Lors d’une rencontre internationale majeure sur la gouvernance de l’intelligence artificielle, le Gabon a surpris par sa position audacieuse. Alors que les grandes nations rivalisent pour dominer le secteur par la puissance brute des algorithmes, Libreville prône une approche radicalement différente. Mark Alexandre Doumba, ministre gabonais de l’Économie numérique, a interpellé la communauté mondiale en plaidant pour une technologie au service de l’humanité plutôt que l’inverse.
Face à l’obsession des géants technologiques pour des modèles toujours plus imposants, le Gabon propose un changement de cap essentiel. « Ce qui compte, ce n’est pas d’être le premier à maîtriser l’IA, mais de la rendre accessible au plus grand nombre », a déclaré le ministre. Une vision qui place la justice sociale et l’éthique au cœur de la révolution technologique.
Selon lui, la course actuelle aux performances techniques occulte une question fondamentale : qui contrôlera demain les outils qui façonneront nos sociétés ? Pour le Gabon, la réponse doit impérativement intégrer une dimension humaine et politique. L’objectif n’est plus de calculer des téraflops, mais d’améliorer concrètement le quotidien des populations.
L’intelligence artificielle locale au service des populations africaines
Le Gabon mise sur une transition vers des solutions d’« intelligence artificielle locale », adaptées aux réalités du continent.
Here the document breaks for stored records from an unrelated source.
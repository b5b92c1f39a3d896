// Tensors module: Property tensors over 3D space and their symmetry algorithms
// This module provides the generic tensor, its rank-2 specialization, batches, Voigt notation,
// structure fitting, IEEE reorientation and symmetry reduction

// ======================== MODULE DECLARATIONS ========================
pub mod ieee;
pub mod index_algebra;
pub mod square_tensor;
pub mod symmetry_reduce;
pub mod tensor;
pub mod tensor_collection;
pub mod voigt;

// Test modules
#[cfg(test)]
mod _test_fixtures;
mod _tests_ieee;
mod _tests_square_tensor;
mod _tests_tensor_collection;

// ======================== CORE TENSOR ========================
pub use tensor::{
    NestedArray,                    // enum - nested numeric array, the serialized tensor form
    Tensor,                         // struct - rank-r tensor, every axis of length 3, row-major storage
};
// Tensor impl methods:
//   new(shape: &[usize], data: Vec<f64>) -> Result<Self>           - validates axis lengths and data length
//   zeros(rank) / from_fn(rank, f) -> Self                         - constructors
//   rank / shape / as_slice / get / to_matrix                      - accessors
//   zeroed(&self, tol: f64) -> Tensor                              - small values set to zero
//   round(&self, decimals: i32) -> Tensor                          - rounded copy
//   transform(&self, op: &O) -> Tensor                             - rotation part applied to every axis
//   rotate(&self, matrix: &Matrix3<f64>, tol: f64) -> Result<Tensor> - transform by a validated rotation
//   transpose_axes(&self, perm: &[usize]) -> Tensor                - axis permutation
//   symmetrized(&self) -> Tensor                                   - mean over all axis permutations
//   is_symmetric(&self, tol: f64) -> bool                          - invariance under axis permutations
//   average_over_operations(&self, ops: &[O]) -> Tensor            - group average
//   fit_to_structure(&self, structure, symprec) -> Tensor          - average over the structure's point group
//   is_fit_to_structure(&self, structure, tol) -> bool             - fitting changes nothing within tol
//   project(&self, direction: &Vector3<f64>) -> f64                - contraction with a unit vector on every axis
//   max_abs_diff(&self, other: &Tensor) -> f64                     - element-wise distance

// ======================== SQUARE TENSOR ========================
pub use square_tensor::{
    PolarSide,                      // enum - Right (T = U·P) or Left (T = P·U)
    SquareTensor,                   // struct - rank-2 tensor backed by Matrix3<f64>
    validate_rotation,              // fn(matrix: &Matrix3<f64>, tol: f64) -> Result<()> - proper rotation check
};
// SquareTensor impl methods:
//   from_rows(rows: &[Vec<f64>]) -> Result<Self>                   - validated construction
//   trans / inv / det                                              - transpose, inverse (fails when singular), determinant
//   symmetrized(&self) -> SquareTensor                             - ½(T + Tᵀ)
//   principal_invariants(&self) -> [f64; 3]                        - trace, sum of principal minors, determinant
//   is_rotation(&self, tol: f64) -> bool                           - orthogonal with det +1
//   get_scaled(&self, scale_factor: f64) -> SquareTensor           - scaled copy
//   polar_decomposition(&self, side: PolarSide) -> (U, P)          - SVD based polar decomposition
//   refine_rotation(&self) -> SquareTensor                         - re-orthonormalized near-rotation

// ======================== VOIGT NOTATION ========================
pub use voigt::{
    REVERSE_VOIGT_MAP,              // const [[usize; 3]; 3] - index pair → Voigt index
    VOIGT_MAP,                      // const [(usize, usize); 6] - Voigt index → index pair
    Voigt,                          // enum - Rank2 (6), Rank3 (3×6), Rank4 (6×6)
};
// Tensor impl methods (voigt.rs):
//   voigt(&self) -> Result<Voigt>                                  - lossless compression or NotVoigtCompatible
//   from_voigt(voigt: &Voigt) -> Tensor                            - expansion without shear rescaling
//   is_voigt_symmetric(&self, tol: f64) -> bool                    - compressible without loss
//   voigt_symmetrized(&self) -> Result<Tensor>                     - pair averaged, rank 4 also major-symmetrized

// ======================== IEEE ORIENTATION ========================
pub use ieee::get_ieee_rotation;    // fn(structure: &S) -> Result<SquareTensor> - rows are the IEEE axes
// Tensor impl methods (ieee.rs):
//   convert_to_ieee(&self, structure, initial_fit: bool) -> Result<Tensor>

// ======================== COLLECTIONS & REDUCTION ========================
pub use symmetry_reduce::{
    TensorMapping,                  // struct - tolerance-keyed ordered map
    symmetry_reduce,                // fn(tensors, structure, tol, symprec) -> TensorMapping<Vec<SymmetryOperation>>
    symmetry_reduce_with_operations, // fn(tensors, operations, tol) -> TensorMapping<Vec<SymmetryOperation>>
};
pub use tensor_collection::TensorCollection; // struct - batch of tensors with element-wise operations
Mark Alexandre Doumba insiste sur ce concept : « La véritable innovation réside dans l’adaptation aux besoins concrets, comme aider un agriculteur à optimiser ses récoltes ou moderniser les services publics pour les citoyens. »
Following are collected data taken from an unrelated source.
//! Reorientation of tensors into the IEEE standard crystallographic frame.

use log::debug;
use nalgebra::{Matrix3, Vector3};

use crate::config::{DEFAULT_SYMPREC, IEEE_ROTATION_TOLERANCE, UNIT_VECTOR_CUTOFF};
use crate::errors::{Result, TensorError};
use crate::interfaces::Structure;
use crate::lattice::lattice_types::CrystalSystem;
use crate::tensors::square_tensor::SquareTensor;
use crate::tensors::tensor::Tensor;

fn unit(v: &Vector3<f64>) -> Vector3<f64> {
    let norm = v.norm();
    if norm < UNIT_VECTOR_CUTOFF {
        *v
    } else {
        v / norm
    }
}

/// Indices of the lattice vectors ordered by length, shortest first.
/// Equal lengths keep their lattice order.
fn by_length(lengths: &[f64; 3]) -> [usize; 3] {
    let mut order = [0, 1, 2];
    order.sort_by(|&i, &j| lengths[i].total_cmp(&lengths[j]));
    order
}

/// Rotation whose rows are the IEEE x, y and z axes expressed in the
/// structure's Cartesian frame.
///
/// The axes come from the conventional lattice vectors a, b, c (lengths
/// |a|, |b|, |c|, angle α opposite a, β opposite b, γ opposite c):
///
/// * cubic: x, y, z along a, b, c
/// * tetragonal: z along the unique vector, x along the first of the other two
/// * orthorhombic: z along the shortest, x along the middle vector
/// * trigonal, hexagonal: z along the vector opposite the 120° angle, x along
///   the first remaining vector; for a rhombohedral cell z along a + b + c and
///   x along a - b, the axes of the conventional hexagonal cell
/// * monoclinic: y along the vector opposite the angle farthest from 90°,
///   z along the shorter remaining vector
/// * triclinic: z along the shortest, y normal to the shortest and longest
///
/// The missing axis always completes a right-handed frame and the result is
/// re-orthonormalized with [`SquareTensor::refine_rotation`].
pub fn get_ieee_rotation<S: Structure + ?Sized>(structure: &S) -> Result<SquareTensor> {
    let system = structure
        .crystal_system()
        .ok_or(TensorError::UnclassifiableCrystalSystem)?;
    let lattice = structure.lattice();
    let vecs = lattice.basis_vectors();
    let (a, b, c) = lattice.lattice_parameters();
    let lengths = [a, b, c];
    let (alpha, beta, gamma) = lattice.lattice_angles();
    let angles = [alpha, beta, gamma];
    let unit_vecs = [unit(&vecs[0]), unit(&vecs[1]), unit(&vecs[2])];

    let (x, y, z) = match system {
        CrystalSystem::Cubic => (unit_vecs[0], unit_vecs[1], unit_vecs[2]),
        CrystalSystem::Tetragonal => {
            let [short, mid, long] = by_length(&lengths);
            let (x, z) = if (lengths[long] - lengths[mid]).abs()
                < (lengths[mid] - lengths[short]).abs()
            {
                (unit_vecs[long], unit_vecs[short])
            } else {
                (unit_vecs[short], unit_vecs[long])
            };
            (x, unit(&z.cross(&x)), z)
        }
        CrystalSystem::Orthorhombic => {
            let [short, mid, _] = by_length(&lengths);
            let (x, z) = (unit_vecs[mid], unit_vecs[short]);
            (x, unit(&z.cross(&x)), z)
        }
        CrystalSystem::Trigonal | CrystalSystem::Hexagonal => {
            let (x, z) = lattice.hexagonal_axes();
            (x, unit(&z.cross(&x)), z)
        }
        CrystalSystem::Monoclinic => {
            let unique = (0..3)
                .max_by(|&i, &j| {
                    let di = (angles[i] - 90f64.to_radians()).abs();
                    let dj = (angles[j] - 90f64.to_radians()).abs();
                    di.total_cmp(&dj)
                })
                .unwrap_or(1);
            let shorter = by_length(&lengths)
                .into_iter()
                .find(|&i| i != unique)
                .unwrap_or(0);
            let (y, z) = (unit_vecs[unique], unit_vecs[shorter]);
            (unit(&y.cross(&z)), y, z)
        }
        CrystalSystem::Triclinic => {
            let [short, _, long] = by_length(&lengths);
            let z = unit_vecs[short];
            let y = unit(&z.cross(&unit_vecs[long]));
            (y.cross(&z), y, z)
        }
    };

    let rotation =
        SquareTensor::new(Matrix3::from_rows(&[x.transpose(), y.transpose(), z.transpose()]))
            .refine_rotation();
    debug!("IEEE frame for {} structure: {:?}", system, rotation.matrix());
    Ok(rotation)
}

impl Tensor {
    /// Rotation into the IEEE frame of `structure`, see [`get_ieee_rotation`].
    pub fn get_ieee_rotation<S: Structure + ?Sized>(structure: &S) -> Result<SquareTensor> {
        get_ieee_rotation(structure)
    }

    /// Express the tensor in the IEEE standard frame of `structure`,
    /// optionally fitting it to the structure's point group first.
    pub fn convert_to_ieee<S: Structure + ?Sized>(
        &self,
        structure: &S,
        initial_fit: bool,
    ) -> Result<Tensor> {
        let rotation = get_ieee_rotation(structure)?;
        let tensor = if initial_fit {
            self.fit_to_structure(structure, DEFAULT_SYMPREC)
        } else {
            self.clone()
        };
        tensor.rotate(rotation.matrix(), IEEE_ROTATION_TOLERANCE)
    }
}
Cette approche vise à transformer l’Afrique, souvent réduite au rôle de consommateur passif de technologies étrangères, en acteur à part entière de la révolution numérique. L’enjeu ? Créer des outils qui répondent aux défis spécifiques des territoires africains, plutôt que de reproduire des modèles conçus ailleurs.
Éviter une fracture mondiale aggravée par l’IA
Le ministre gabonais alerte sur les risques d’un monde où l’intelligence artificielle deviendrait l’apanage des pays les plus riches. Pour lui, cette technologie doit être un levier d’inclusion plutôt qu’un facteur d’exclusion. « Nous avons aujourd’hui les moyens financiers et technologiques pour bâtir un avenir où personne ne serait laissé pour compte », affirme-t-il.
Le Gabon souligne que la réussite de cette révolution ne se mesurera pas en puissance de calcul, mais en nombre de vies améliorées. Sans une gouvernance équitable et responsable, l’IA pourrait creuser un fossé encore plus profond entre ceux qui la maîtrisent et ceux qui en subissent les effets.